Using the entries below, output each line exactly from the first through the one that contains "use archivist_core::context::ArchiveContext;".

Stored items:
=== Section Start ===
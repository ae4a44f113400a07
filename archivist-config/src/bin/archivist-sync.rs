use std::path::PathBuf;
use std::sync::Arc;

use anyhow::{Context, Result, bail};
use archivist_config::{ArchivistConfig, ConfigSource, init_tracing};
use archivist_core::context::ArchiveContext;
use archivist_core::import::{DuplicateChoice, FixedChoice, ImportCandidate};
use archivist_core::library::SourceRemoval;
use archivist_core::vault::is_image_path;
use archivist_model::SourceId;
use clap::{Parser, Subcommand};
use tracing::{info, warn};

#[derive(Parser)]
#[command(name = "archivist-sync", about = "Keep an Archivist library in sync with its vaults")]
struct Cli {
    /// Config file (TOML or JSON). Overrides ARCHIVIST_CONFIG_PATH.
    #[arg(long, global = true)]
    config: Option<PathBuf>,
    #[command(subcommand)]
    command: Command,
}

#[derive(Subcommand)]
enum Command {
    /// Drop records whose files are gone and fix their owning source
    Reconcile {
        /// Also import image files no record points at
        #[arg(long)]
        rescan: bool,
    },
    /// Watch every vault until Ctrl-C
    Watch,
    /// Import image files into a vault
    Import {
        #[arg(required = true)]
        files: Vec<PathBuf>,
        /// Import files whose bytes are already in the library
        #[arg(long)]
        keep_duplicates: bool,
        /// Target source id (defaults to the internal vault)
        #[arg(long)]
        source: Option<String>,
    },
    /// Link a folder as a vault
    Link { name: String, path: PathBuf },
    /// Unlink a folder
    Unlink {
        source_id: String,
        /// Delete the folder's records instead of handing them to the internal vault
        #[arg(long)]
        delete_images: bool,
    },
    /// Run a reconcile pass and print the sync log
    Log {
        #[arg(long)]
        rescan: bool,
    },
    /// List sources and their image counts
    Sources,
}

fn load_config(explicit: Option<PathBuf>) -> Result<(ArchivistConfig, ConfigSource)> {
    match explicit {
        Some(path) => {
            let config = ArchivistConfig::load_from_file(&path)?;
            Ok((config, ConfigSource::File(path)))
        }
        None => ArchivistConfig::load_from_env(),
    }
}

async fn candidate(path: PathBuf) -> Result<ImportCandidate> {
    let bytes = tokio::fs::read(&path)
        .await
        .with_context(|| format!("failed to read {}", path.display()))?;
    let text = tokio::fs::read_to_string(path.with_extension("txt")).await.ok();
    let candidate = ImportCandidate::from_file(&path, bytes);
    Ok(match text {
        Some(text) => candidate.with_text(text),
        None => candidate,
    })
}

#[tokio::main]
async fn main() -> Result<()> {
    let cli = Cli::parse();
    let (config, source) = load_config(cli.config)?;
    init_tracing(&config.logging.filter)?;
    info!(?source, "configuration loaded");

    let choice = match &cli.command {
        Command::Import {
            keep_duplicates: true,
            ..
        } => DuplicateChoice::Keep,
        _ => DuplicateChoice::Skip,
    };
    let ctx = ArchiveContext::build(config.into_runtime(), Arc::new(FixedChoice(choice)))
        .await
        .context("failed to open archive")?;

    match cli.command {
        Command::Reconcile { rescan } => {
            let summary = ctx.pass.run(rescan).await?;
            println!(
                "updated {}, orphaned {}, imported {}",
                summary.updated, summary.orphaned, summary.imported
            );
        }
        Command::Watch => {
            ctx.start().await?;
            let summary = ctx.pass.run(true).await?;
            info!(
                updated = summary.updated,
                orphaned = summary.orphaned,
                imported = summary.imported,
                "startup reconcile finished"
            );
            tokio::signal::ctrl_c()
                .await
                .context("failed to listen for Ctrl-C")?;
            info!("shutting down");
            ctx.shutdown();
        }
        Command::Import {
            files,
            source,
            ..
        } => {
            let target = match source {
                Some(id) => SourceId::from_string(id)?,
                None => SourceId::internal(),
            };
            let mut candidates = Vec::with_capacity(files.len());
            for path in files {
                if !is_image_path(&path) {
                    warn!(path = %path.display(), "not an image, skipping");
                    continue;
                }
                candidates.push(candidate(path).await?);
            }
            if candidates.is_empty() {
                bail!("no image files to import");
            }
            let report = ctx.importer.import(candidates, &target, "command line").await?;
            println!(
                "imported {}, skipped {} duplicates",
                report.imported.len(),
                report.skipped
            );
        }
        Command::Link { name, path } => {
            let path = std::path::absolute(&path)
                .with_context(|| format!("cannot resolve {}", path.display()))?;
            let source = ctx.library.add_local_folder(&name, &path).await?;
            println!("linked {} as {}", path.display(), source.id);
        }
        Command::Unlink {
            source_id,
            delete_images,
        } => {
            let id = SourceId::from_string(source_id)?;
            let removal = if delete_images {
                SourceRemoval::DeleteImages
            } else {
                SourceRemoval::Reassign
            };
            let affected = ctx.library.remove_source(&id, removal).await?;
            println!("unlinked {id}, {affected} images affected");
        }
        Command::Log { rescan } => {
            ctx.pass.run(rescan).await?;
            for entry in ctx.engine.log().entries() {
                println!("{entry}");
            }
        }
        Command::Sources => {
            let snapshot = ctx.library.refresh(true).await?;
            for source in snapshot.sources {
                let path = source
                    .path
                    .as_deref()
                    .map(|path| path.display().to_string())
                    .unwrap_or_else(|| "-".to_string());
                println!("{:<40} {:<24} {:>6}  {path}", source.id, source.name, source.count);
            }
        }
    }
    Ok(())
}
=== Section End ===
EXPECTED OUTPUT ▸
repository ae4a44f113400a07
filename archivist-config/src/bin/archivist-sync.rs
use std::path::PathBuf;
use std::sync::Arc;

use anyhow::{Context, Result, bail};
use archivist_config::{ArchivistConfig, ConfigSource, init_tracing};
use archivist_core::context::ArchiveContext;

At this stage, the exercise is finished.